Nos están envolviendo en la trampa
que busca perder toda la humanidad
se mueven hilos de una cruel hampa,
secreta y maligna tras la oscuridad.
Buscan control de nuestros pensamientos
y que pocos puedan aquí hoy meditar
y siguen haciendo macabros inventos
con el fin del mundo poder dominar.
¿Nueva inteligencia o maquinación?
controlan tu mente, distraen tu atención,
buscan que tú tengas poca ocupación
esa es su oculta y atroz intención
y manejan medios de comunicación
haciendo en las mentes su programación
y a diario implementan manipulación
realizan su plan con premeditación.
En la trampa quieren ser los dominantes
de los pensamientos y los corazones
que no haya seres que sean pensantes
y que obedezcan ocultas intenciones.
Y detrás de sombras... según de progreso
se teje una red de silente opresión,
prometiendo vida, matando en exceso
y quitando a las almas su propia razón.
Diseñan pantallas que dictan verdades,
creando distopías de un mundo ideal,
mientras que sepultan en oscuridades
a gran parte de este mundo irreal.
Inyectan temores, fabrican disputas,
dividen hermanos con saña y rencor,
controlan el mapa de todas las rutas,
sembrando en la tierra gran sombra y dolor.

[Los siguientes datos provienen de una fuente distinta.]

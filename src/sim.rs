use sim_lib::cpu::Policy;
use sim_lib::error::SimulatorResult;
use sim_lib::flags::DebugLevelArg;
use sim_lib::flags::SimArgs;
use sim_lib::run_wrapper;

fn main() {
    if let Err(e) = run() {
        eprintln!("Error: {}", e);
        std::process::exit(1);
    }
}

fn run() -> SimulatorResult<()> {
    let args = SimArgs::from_env_or_exit();

    tracing_subscriber::fmt()
        .with_max_level(args.debug_level.tracing_level())
        .with_writer(std::io::stderr)
        .init();

    let policy = Policy {
        mode: args.mode.into(),
        step: args.debug_level == DebugLevelArg::Debug,
    };

    run_wrapper::run(&args.memory_image, &args.output_file, policy)
}
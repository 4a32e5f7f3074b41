//! Pipeline state: the five slots, the in-flight record, hazard detection

use crate::instruction::Instruction;
use crate::instruction::Opcode;

/// Stage indices into the slot array
pub const IF: usize = 0;
pub const ID: usize = 1;
pub const EX: usize = 2;
pub const MEM: usize = 3;
pub const WB: usize = 4;

/// Where a forwarded operand is taken from
#[derive(Clone, Copy, Debug, PartialEq, Eq, Default)]
pub enum Forward {
    #[default]
    None,
    /// Previous cycle's MEM-stage output
    FromMem,
    /// Previous cycle's EX-stage output
    FromEx,
}

/// One in-flight instruction, created at IF and discarded after WB.
/// `inst` is populated at ID; the operand and result fields are each
/// written by the stage that owns them.
#[derive(Clone, Copy, Debug)]
pub struct InFlight {
    /// Raw fetched word
    pub raw: u32,
    /// PC this word was fetched at
    pub pc_at_fetch: u32,
    /// Decoded form, available from ID onwards
    pub inst: Option<Instruction>,
    /// Latched operand A (contents of Rs at ID)
    pub a: i32,
    /// Latched operand B (contents of Rt at ID; loaded word after MEM)
    pub b: i32,
    /// ALU result, written at EX
    pub alu_out: i32,
    /// Effective address for LDW/STW, written at EX
    pub ref_addr: u32,
    /// Forwarding hint for operand A
    pub fwd_a: Forward,
    /// Forwarding hint for operand B
    pub fwd_b: Forward,
    /// Store datum comes from the in-flight load ahead of this store
    pub mem_to_mem: bool,
}

impl InFlight {
    /// Fresh record as IF creates it
    pub fn fetch(raw: u32, pc: u32) -> Self {
        Self {
            raw,
            pc_at_fetch: pc,
            inst: None,
            a: 0,
            b: 0,
            alu_out: 0,
            ref_addr: 0,
            fwd_a: Forward::None,
            fwd_b: Forward::None,
            mem_to_mem: false,
        }
    }
}

/// The pipeline proper: five ordered slots, each empty or holding
/// exactly one in-flight record
#[derive(Default)]
pub struct Pipeline {
    pub slots: [Option<InFlight>; 5],
}

impl Pipeline {
    /// Normal advance: every record moves one slot, IF empties, the old
    /// WB occupant retires
    pub fn advance(&mut self) {
        let [fetch, decode, exec, mem, _retired] = self.slots;
        self.slots = [None, fetch, decode, exec, mem];
    }

    /// Stall advance: IF and ID hold, a bubble enters EX, the old WB
    /// occupant retires
    pub fn stall_advance(&mut self) {
        let [fetch, decode, exec, mem, _retired] = self.slots;
        self.slots = [fetch, decode, None, exec, mem];
    }

    /// Clears the two speculative slots after a control transfer
    pub fn flush_speculative(&mut self) {
        self.slots[IF] = None;
        self.slots[ID] = None;
    }

    pub fn is_empty(&self) -> bool {
        self.slots.iter().all(Option::is_none)
    }

    /// Data-hazard scan, run at the end of ID.
    ///
    /// Examines the producers sitting in MEM, then in EX, against the
    /// source registers of the ID-slot instruction. In forwarding mode
    /// it writes hints into the ID record (the EX producer, being
    /// younger, wins); load-use still costs a stall. Returns the number
    /// of cycles to stall (0 for none).
    pub fn detect_hazards(&mut self, forwarding: bool) -> u32 {
        let mem_dest =
            self.slots[MEM].and_then(|p| p.inst).and_then(|i| i.dest_reg());
        let ex_inst = self.slots[EX].and_then(|p| p.inst);
        let ex_dest = ex_inst.and_then(|i| i.dest_reg());
        let ex_is_load = ex_inst.is_some_and(|i| i.opcode == Opcode::Ldw);

        let Some(consumer) = self.slots[ID].as_mut() else { return 0 };
        let Some(inst) = consumer.inst else { return 0 };
        let (src_a, src_b) = inst.src_regs();

        let mut stall = 0;

        if let Some(d) = mem_dest {
            let dep_a = src_a == Some(d);
            let dep_b = src_b == Some(d);
            if forwarding {
                if dep_a {
                    consumer.fwd_a = Forward::FromMem;
                }
                if dep_b {
                    consumer.fwd_b = Forward::FromMem;
                }
            } else if dep_a || dep_b {
                stall = 1;
            }
        }

        if let Some(d) = ex_dest {
            let dep_a = src_a == Some(d);
            let dep_b = src_b == Some(d);
            if dep_a || dep_b {
                if !forwarding {
                    stall = 2;
                } else if ex_is_load {
                    // Load-use: the datum exists only after the load's MEM.
                    // A store consuming it through Rt can instead take the
                    // loaded word straight off the mem latch, with no stall
                    // unless its address also depends on the load.
                    if inst.opcode == Opcode::Stw && dep_b {
                        consumer.mem_to_mem = true;
                        if dep_a {
                            stall = 1;
                        }
                    } else {
                        stall = 1;
                    }
                } else {
                    if dep_a {
                        consumer.fwd_a = Forward::FromEx;
                    }
                    if dep_b {
                        consumer.fwd_b = Forward::FromEx;
                    }
                }
            }
        }

        stall
    }
}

Vigilan los pasos, miden los alientos,
con un ojo que todo lo quiere mirar,
no quieren que exista libre pensamiento
y quieren a todos poder dominar.
Estudian los sesgos de cada mirada,
comprando deseos que van a vender,
dejando la mente del hombre atrapada
en hilos ocultos de un viejo poder.
El libre albedrío pretenden borrarlo,
cambiar la conciencia por fría sumisión,
si nace un suspiro, buscan silenciarlo
mediante una masa sin indignación.
Bloquean los ojos que buscan el cielo,
marchitan el arte, la fe, la virtud,
imponen el caos, el miedo y el celo,
robando a los hombres su fiel juventud.
Mas tiembla la sombra si el pecho reacciona,
si un alma despierta y decide pensar,
si el ser no se rinde ni se traiciona,
se rompe la trampa y vuelve a amar.
Pues no han de vencer el latido genuino,
la fuerza rebelde de una oración,
que quiebra las redes que teje el destino
y le devuelve al hombre su liberación.